Medulloblastoma is a cancer of the central nervous system. In children, it’s the most common malignant cancer of the brain, accounting for 15-20% of tumors. While such pediatric tumors can occur at any age, they are typically observed in children between the ages of three and eight.
The outcome for children with medulloblastoma has improved dramatically over the past several decades, but the prognosis in infants is still poor. Malignant cancers are aggressive in children, often growing in the roof of the 4th ventricle. And they typically invade the cerebellum and brainstem, sometimes metastasizing via the nervous system’s cerebrospinal fluid. The main cause of death is metastasis and the recurrence of medulloblastoma. Treatment involves surgical removal of the tumor, in combination with radiation and chemotherapy.

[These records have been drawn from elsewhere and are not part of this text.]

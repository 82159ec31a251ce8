//! Link notification channel.
//!
//! Uses an `embassy-sync` bounded channel to carry connect/disconnect
//! notifications from the board implementation (which may run its own
//! reader thread) to the shell, which owns the connection state.
//!
//! ```text
//! ┌──────────────┐  LinkEvent  ┌──────────────┐
//! │    Board     │────────────▶│    Shell     │
//! │ (link owner) │             │ (conn state) │
//! └──────────────┘             └──────────────┘
//! ```

use embassy_sync::blocking_mutex::raw::CriticalSectionRawMutex;
use embassy_sync::channel::Channel;
use log::warn;

/// Channel depth for link notifications.
const EVENT_DEPTH: usize = 8;

/// Transport-level notification.
#[derive(Debug, Clone, Copy, PartialEq, Eq)]
pub enum LinkEvent {
    Connected,
    Disconnected,
}

/// Connection state as seen by the protocol layers.
#[derive(Debug, Clone, Copy, PartialEq, Eq)]
pub enum ConnectionState {
    Disconnected,
    Connected,
}

impl ConnectionState {
    /// Apply a notification.
    pub fn apply(self, event: LinkEvent) -> Self {
        match event {
            LinkEvent::Connected => Self::Connected,
            LinkEvent::Disconnected => Self::Disconnected,
        }
    }
}

/// Shared notification queue. Boards publish, the shell drains.
pub struct LinkEvents {
    channel: Channel<CriticalSectionRawMutex, LinkEvent, EVENT_DEPTH>,
}

impl LinkEvents {
    pub fn new() -> Self {
        Self {
            channel: Channel::new(),
        }
    }

    /// Publish a notification. If the shell has fallen behind, the
    /// oldest queued notification is dropped so the latest state wins.
    pub fn publish(&self, event: LinkEvent) {
        if self.channel.try_send(event).is_err() {
            warn!("LINK: event queue full, dropping oldest");
            let _ = self.channel.try_receive();
            let _ = self.channel.try_send(event);
        }
    }

    /// Take the next pending notification, if any.
    pub fn try_next(&self) -> Option<LinkEvent> {
        self.channel.try_receive().ok()
    }
}

impl Default for LinkEvents {
    fn default() -> Self {
        Self::new()
    }
}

But while the diagnosis and treatment of medulloblastoma has come a long way, the genes and pathways responsible for this cancer’s initiation and progression are still a mystery.

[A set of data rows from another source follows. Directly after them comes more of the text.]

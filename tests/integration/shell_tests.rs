//! End-to-end shell operations against the simulated board.

use std::time::Duration;

use replfs::Error;
use replfs::listing::EntryKind;
use replfs::repl::{ConnectionState, LinkEvent, Mode};

use crate::mock_board::{FakeRepl, Rig, SimFs, test_config};

/// Deterministic, poorly compressible content.
fn noise(len: usize) -> Vec<u8> {
    let mut x: u32 = 0x1234_5678;
    (0..len)
        .map(|_| {
            x ^= x << 13;
            x ^= x >> 17;
            x ^= x << 5;
            (x >> 24) as u8
        })
        .collect()
}

#[test]
fn write_then_read_round_trips() {
    let mut rig = Rig::new(SimFs::default());
    let content = noise(1500);

    rig.shell.initialise().unwrap();
    rig.shell.write_file("/lib/deep/mod.py", &content).unwrap();

    {
        let sim = rig.sim();
        assert_eq!(sim.files["/lib/deep/mod.py"], content);
        assert!(!sim.files.contains_key("/lib/deep/mod.py.rfs-part"));
        assert!(sim.open_handle.is_none());
        assert!(sim.dirs.contains("/lib"));
        assert!(sim.dirs.contains("/lib/deep"));
        let staged = rig.shell.compress(&content).len();
        assert_eq!(sim.chunks_received, staged.div_ceil(256));
    }

    let read = rig.shell.read_file("/lib/deep/mod.py").unwrap();
    assert_eq!(read.bytes, content);
}

#[test]
fn upload_creates_parents_before_opening() {
    let mut rig = Rig::new(SimFs::default());
    rig.shell.write_file("/a/b/c.txt", b"hi").unwrap();

    let commands = rig.commands();
    let mkdir = commands.iter().position(|c| c.contains("_rfs_mkdir('/a')")).unwrap();
    let open = commands.iter().position(|c| c.contains("_rfs_f = open(")).unwrap();
    let inflate = commands
        .iter()
        .position(|c| c.contains("_rfs_inflate('/a/b/c.txt.rfs-part')"))
        .unwrap();
    let replace = commands
        .iter()
        .position(|c| c.contains("uos.rename('/a/b/c.txt.rfs-part', '/a/b/c.txt')"))
        .unwrap();
    assert!(mkdir < open && open < inflate && inflate < replace);
    assert!(commands[open].contains("open('/a/b/c.txt.rfs-part', 'wb')"));

    let mkdir_cmd = &commands[mkdir];
    let a = mkdir_cmd.find("_rfs_mkdir('/a')").unwrap();
    let ab = mkdir_cmd.find("_rfs_mkdir('/a/b')").unwrap();
    assert!(a < ab);
}

#[test]
fn upload_replaces_existing_file() {
    let mut rig = Rig::new(SimFs::default().with_file("/main.py", b"old"));
    rig.shell.write_file("/main.py", b"new content").unwrap();

    let sim = rig.sim();
    assert_eq!(sim.files["/main.py"], b"new content");
    assert_eq!(sim.files.len(), 1);
}

#[test]
fn late_chunk_answer_is_not_resent() {
    let mut rig = Rig::new(SimFs::default().with_file("/x.bin", b"keep me"));
    rig.sim().answer_late = Some(("_rfs_f.write(".into(), 2));

    let result = rig.shell.write_file("/x.bin", &noise(2000));

    assert_eq!(result, Err(Error::Timeout));
    let writes = rig
        .commands()
        .iter()
        .filter(|c| c.contains("_rfs_f.write("))
        .count();
    assert_eq!(writes, 2);

    let sim = rig.sim();
    assert_eq!(sim.chunks_received, 2);
    assert_eq!(sim.files["/x.bin"], b"keep me");
    assert!(!sim.files.contains_key("/x.bin.rfs-part"));
    assert!(sim.open_handle.is_none());
}

#[test]
fn late_inflate_answer_is_not_rerun() {
    let mut rig = Rig::new(SimFs::default().with_file("/x.py", b"keep me"));
    rig.sim().answer_late = Some(("_rfs_inflate(".into(), 1));

    assert_eq!(rig.shell.write_file("/x.py", b"print(1)\n"), Err(Error::Timeout));

    let inflates = rig
        .commands()
        .iter()
        .filter(|c| c.contains("_rfs_inflate('/x.py.rfs-part')"))
        .count();
    assert_eq!(inflates, 1);
    assert!(!rig.commands().iter().any(|c| c.contains("uos.rename(")));

    let sim = rig.sim();
    assert_eq!(sim.files["/x.py"], b"keep me");
    assert!(!sim.files.contains_key("/x.py.rfs-part"));
}

#[test]
fn failed_close_keeps_previous_file() {
    let mut rig = Rig::new(SimFs::default().with_file("/boot.py", b"import gc\n"));
    rig.sim().hang_once = Some("_rfs_f.close()\r\ndel(".into());

    assert!(rig.shell.write_file("/boot.py", &noise(600)).is_err());

    let sim = rig.sim();
    assert_eq!(sim.files["/boot.py"], b"import gc\n");
    assert!(!sim.files.contains_key("/boot.py.rfs-part"));
    assert!(sim.open_handle.is_none());
}

#[test]
fn empty_file_round_trips() {
    let mut rig = Rig::new(SimFs::default());
    rig.shell.write_file("/empty.txt", b"").unwrap();
    assert!(rig.sim().files["/empty.txt"].is_empty());

    let read = rig.shell.read_file("/empty.txt").unwrap();
    assert!(read.bytes.is_empty());
    assert_eq!(read.text, "");
}

#[test]
fn read_strips_stale_soft_reset_ack() {
    let mut rig = Rig::new(SimFs::default().with_file("/boot.py", b"import gc\n"));
    rig.shell.initialise().unwrap();
    rig.repl.lock().unwrap().stale_ok = true;

    let read = rig.shell.read_file("/boot.py").unwrap();
    assert_eq!(read.text, "import gc\n");
}

#[test]
fn missing_file_surfaces_traceback() {
    let mut rig = Rig::new(SimFs::default());
    match rig.shell.read_file("/nope.py") {
        Err(Error::Interpreter(text)) => {
            assert!(text.contains("Traceback ("));
            assert!(text.contains("ENOENT"));
        }
        other => panic!("expected interpreter error, got {:?}", other),
    }
}

#[test]
fn recursive_hashed_listing() {
    let mut rig = Rig::new(
        SimFs::default()
            .with_dir("/lib")
            .with_file("/main.py", b"print('hi')\n")
            .with_file("/lib/util.py", b"def f(): pass\n"),
    );

    let entries = rig.shell.list("/", true, true).unwrap();
    assert_eq!(entries.len(), 3);
    for entry in &entries {
        assert!(matches!(entry.kind, EntryKind::File | EntryKind::Directory));
        assert_eq!(entry.hash.is_some(), entry.kind == EntryKind::File);
    }
    let util = entries.iter().find(|e| e.name == "util.py").unwrap();
    assert_eq!(util.full_name, "/lib/util.py");
    assert_eq!(util.path, "/lib");
    assert_eq!(util.size, 14);
}

#[test]
fn unhashed_listing_has_no_hashes() {
    let mut rig = Rig::new(SimFs::default().with_file("/main.py", b"x"));
    let entries = rig.shell.list("/", false, false).unwrap();
    assert!(entries.iter().all(|e| e.hash.is_none()));
}

#[test]
fn listing_missing_root_is_not_found() {
    let mut rig = Rig::new(SimFs::default());
    assert_eq!(
        rig.shell.list("/nowhere", false, false),
        Err(Error::NotFound("/nowhere".into()))
    );
}

#[test]
fn stat_finds_entries_and_reports_absence() {
    let mut rig = Rig::new(SimFs::default().with_dir("/lib").with_file("/lib/main.py", b"abc"));

    let entry = rig.shell.file_stat("/lib/main.py").unwrap().unwrap();
    assert_eq!(entry.kind, EntryKind::File);
    assert_eq!(entry.size, 3);

    let dir = rig.shell.file_stat("/lib").unwrap().unwrap();
    assert!(dir.is_dir());

    assert_eq!(rig.shell.file_stat("/lib/other.py").unwrap(), None);
    assert_eq!(rig.shell.file_stat("/missing/x.py").unwrap(), None);
}

#[test]
fn verify_hash_compares_content() {
    let mut rig = Rig::new(SimFs::default().with_file("/data.bin", b"payload"));
    assert!(rig.shell.verify_hash("/data.bin", b"payload").unwrap());
    assert!(!rig.shell.verify_hash("/data.bin", b"tampered").unwrap());
    assert!(matches!(
        rig.shell.verify_hash("/other.bin", b"payload"),
        Err(Error::NotFound(_))
    ));
}

#[test]
fn file_primitives() {
    let mut rig = Rig::new(SimFs::default().with_file("/old.py", b"1"));

    rig.shell.rename_file("/old.py", "/new.py").unwrap();
    rig.shell.create_dir("/d").unwrap();
    rig.shell.change_dir("/d").unwrap();
    rig.shell.remove_dir("/d").unwrap();
    rig.shell.remove_file("/new.py").unwrap();

    let sim = rig.sim();
    assert!(sim.files.is_empty());
    assert!(sim.dirs.is_empty());
}

#[test]
fn mkdir_existing_is_interpreter_error() {
    let mut rig = Rig::new(SimFs::default().with_dir("/d"));
    match rig.shell.create_dir("/d") {
        Err(Error::Interpreter(text)) => assert!(text.contains("EEXIST")),
        other => panic!("expected EEXIST, got {:?}", other),
    }
}

#[test]
fn free_space_and_eval() {
    let mut rig = Rig::new(SimFs::default());
    assert_eq!(rig.shell.free_space().unwrap(), 2_097_152);
    assert_eq!(
        rig.shell.eval("1 + 1", Duration::from_millis(200)).unwrap(),
        ""
    );
    assert_eq!(rig.commands().last().unwrap(), "1 + 1");
}

#[test]
fn hung_command_is_retried() {
    let mut rig = Rig::new(SimFs::default().with_file("/slow.py", b"ok"));
    rig.sim().hang_once = Some("b2a_base64".into());

    let read = rig.shell.read_file("/slow.py").unwrap();
    assert_eq!(read.bytes, b"ok");

    let attempts = rig.commands().iter().filter(|c| c.contains("b2a_base64")).count();
    assert_eq!(attempts, 2);
    assert!(rig.repl.lock().unwrap().interrupts >= 1);
}

#[test]
fn raw_mode_entered_once_per_session() {
    let mut rig = Rig::new(SimFs::default().with_file("/a", b"1"));
    rig.shell.initialise().unwrap();
    rig.shell.file_stat("/a").unwrap();
    rig.shell.free_space().unwrap();

    let written = rig.repl.lock().unwrap().written.clone();
    assert_eq!(written.iter().filter(|&&b| b == 0x01).count(), 1);
    assert_eq!(rig.shell.mode(), Mode::Raw);
}

#[test]
fn reset_reconnects_and_reenters_raw() {
    let mut rig = Rig::new(SimFs::default());
    rig.shell.initialise().unwrap();
    rig.shell.reset().unwrap();

    assert_eq!(rig.shell.mode(), Mode::Friendly);
    assert_eq!(rig.repl.lock().unwrap().reconnects, 1);
    assert_eq!(rig.shell.connection(), ConnectionState::Connected);

    rig.shell.free_space().unwrap();
    let written = rig.repl.lock().unwrap().written.clone();
    assert_eq!(written.iter().filter(|&&b| b == 0x01).count(), 2);
}

#[test]
fn clean_close_restores_friendly_mode_on_serial() {
    let mut rig = Rig::new(SimFs::default());
    rig.shell.initialise().unwrap();
    rig.shell.clean_close().unwrap();

    let st = rig.repl.lock().unwrap();
    assert!(!st.raw);
    assert!(st.written.ends_with(b"\x02\r\n"));
    assert!(st.connected);
}

#[test]
fn close_drops_network_links() {
    let mut rig = Rig::with(SimFs::default(), test_config(), FakeRepl::network);
    rig.shell.initialise().unwrap();
    rig.shell.close().unwrap();

    assert!(!rig.repl.lock().unwrap().connected);
    assert_eq!(rig.shell.connection(), ConnectionState::Disconnected);
}

#[test]
fn clean_close_reboots_when_configured() {
    let config = replfs::config::ShellConfig {
        reboot_after_upload: true,
        ..test_config()
    };
    let mut rig = Rig::with(SimFs::default(), config, |b| b);
    rig.shell.initialise().unwrap();
    rig.shell.clean_close().unwrap();

    assert!(rig.commands().last().unwrap().contains("machine.reset()"));
    assert_eq!(rig.repl.lock().unwrap().reconnects, 1);
}

#[test]
fn operations_fail_fast_after_disconnect_event() {
    let mut rig = Rig::new(SimFs::default());
    rig.shell.initialise().unwrap();
    let before = rig.repl.lock().unwrap().written.len();

    rig.events.publish(LinkEvent::Disconnected);
    assert_eq!(rig.shell.free_space(), Err(Error::Connectivity));
    assert_eq!(rig.shell.mode(), Mode::Friendly);
    assert_eq!(rig.repl.lock().unwrap().written.len(), before);

    rig.events.publish(LinkEvent::Connected);
    assert_eq!(rig.shell.free_space().unwrap(), 2_097_152);
}

#[test]
fn safeboot_restart_reenters_raw() {
    let mut rig = Rig::new(SimFs::default());
    rig.shell.initialise().unwrap();
    rig.shell.safeboot_restart().unwrap();
    assert_eq!(rig.shell.mode(), Mode::Raw);
    assert!(rig.repl.lock().unwrap().raw);
}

To understand the genesis of this disease, researchers employ experimental animal models. In the past, xenografts from medulloblastoma cell lines were evaluated in nude mice–the standard model for this tumor. But problems emerged. The commonly used cell lines did not properly mimic the human tumor. One cell line proved to be a sarcoma, not a medulloblastoma, and the other resembled brain tumors not characteristic of the cancer.

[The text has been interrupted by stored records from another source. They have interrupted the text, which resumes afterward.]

//! Serial-port board link.
//!
//! Wraps a `serialport` handle as a [`Board`]. Reads use a short port
//! timeout so the protocol poll loops stay responsive; a timed-out read
//! is reported as "no data". Any other I/O failure drops the handle and
//! publishes [`LinkEvent::Disconnected`].

use core::time::Duration;
use std::io::{self, Read, Write};
use std::sync::Arc;

use log::{info, warn};
use serialport::{ClearBuffer, SerialPort};

use crate::repl::channels::{LinkEvent, LinkEvents};
use crate::repl::transport::{Board, LinkKind};

/// Port read timeout.
const READ_TIMEOUT: Duration = Duration::from_millis(10);

/// How long the reset line is held during a safe-boot restart.
const RESET_PULSE: Duration = Duration::from_millis(100);

pub struct SerialBoard {
    path: String,
    baud: u32,
    port: Option<Box<dyn SerialPort>>,
    events: Arc<LinkEvents>,
}

impl SerialBoard {
    /// Open `path` at `baud` and announce the connection on `events`.
    pub fn open(path: &str, baud: u32, events: Arc<LinkEvents>) -> serialport::Result<Self> {
        let port = Self::open_port(path, baud)?;
        info!("REPL: opened {} at {} baud", path, baud);
        events.publish(LinkEvent::Connected);
        Ok(Self {
            path: path.to_string(),
            baud,
            port: Some(port),
            events,
        })
    }

    fn open_port(path: &str, baud: u32) -> serialport::Result<Box<dyn SerialPort>> {
        let port = serialport::new(path, baud).timeout(READ_TIMEOUT).open()?;
        port.clear(ClearBuffer::All)?;
        Ok(port)
    }

    pub fn path(&self) -> &str {
        &self.path
    }

    fn port(&mut self) -> io::Result<&mut Box<dyn SerialPort>> {
        self.port
            .as_mut()
            .ok_or_else(|| io::Error::from(io::ErrorKind::NotConnected))
    }

    fn lost(&mut self, e: &io::Error) {
        if self.port.take().is_some() {
            warn!("REPL: {} lost: {}", self.path, e);
            self.events.publish(LinkEvent::Disconnected);
        }
    }
}

impl Board for SerialBoard {
    type Error = io::Error;

    fn read(&mut self, buf: &mut [u8]) -> io::Result<usize> {
        match self.port()?.read(buf) {
            Ok(n) => Ok(n),
            Err(e) if e.kind() == io::ErrorKind::TimedOut => Ok(0),
            Err(e) => {
                self.lost(&e);
                Err(e)
            }
        }
    }

    fn write(&mut self, data: &[u8]) -> io::Result<usize> {
        let result = self.port()?.write(data);
        if let Err(e) = &result {
            self.lost(e);
        }
        result
    }

    fn flush(&mut self) -> io::Result<()> {
        self.port()?.flush()
    }

    fn is_connected(&self) -> bool {
        self.port.is_some()
    }

    fn kind(&self) -> LinkKind {
        LinkKind::Serial
    }

    fn reconnect(&mut self) -> io::Result<()> {
        if self.port.take().is_some() {
            self.events.publish(LinkEvent::Disconnected);
        }
        let port = Self::open_port(&self.path, self.baud)?;
        self.port = Some(port);
        self.events.publish(LinkEvent::Connected);
        info!("REPL: reconnected to {}", self.path);
        Ok(())
    }

    fn disconnect(&mut self) {
        self.port = None;
    }

    /// Pulse reset through RTS with DTR released, then give the board
    /// `wait` to come up before flushing its boot output.
    fn safe_boot(&mut self, wait: Duration) -> io::Result<()> {
        let port = self.port()?;
        port.write_data_terminal_ready(false)?;
        port.write_request_to_send(true)?;
        std::thread::sleep(RESET_PULSE);
        port.write_request_to_send(false)?;
        std::thread::sleep(wait);
        port.clear(ClearBuffer::Input)?;
        Ok(())
    }
}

Medulloblastomas have not been well-characterized, partly because they are hard to culture. But modelling this cancer with genetically engineered rodents side-steps this difficulty. In fact, a number of these models show similar phenotypes to human medulloblastoma, and are associated with the same developmental signalling pathways. They are currently being used to understand genes and pathways responsible for the initiation, maintenance and metastasis of this type of cancer.
Scientists now think large animal models might be more suitable than rodents in the study of medulloblastoma. Due to their similarity with humans, in terms of genetic evolution, immune system, physiology and metabolism, large models better reflect carcinogenesis as it happens in humans. But there are limitations. First, tumors occur at a low rate in such models, and second, most tumors are found accidentally at necropsy. As a result, some researchers are trying to establish large animal models for human cancer using chemical or biological means.
At this point, we know a lot about the genetic alterations underlying pediatric medulloblastoma, but more needs to be done. Both rodent and large animal models will help better define what alterations cause uncontrolled cell proliferation in this cancer of the brain.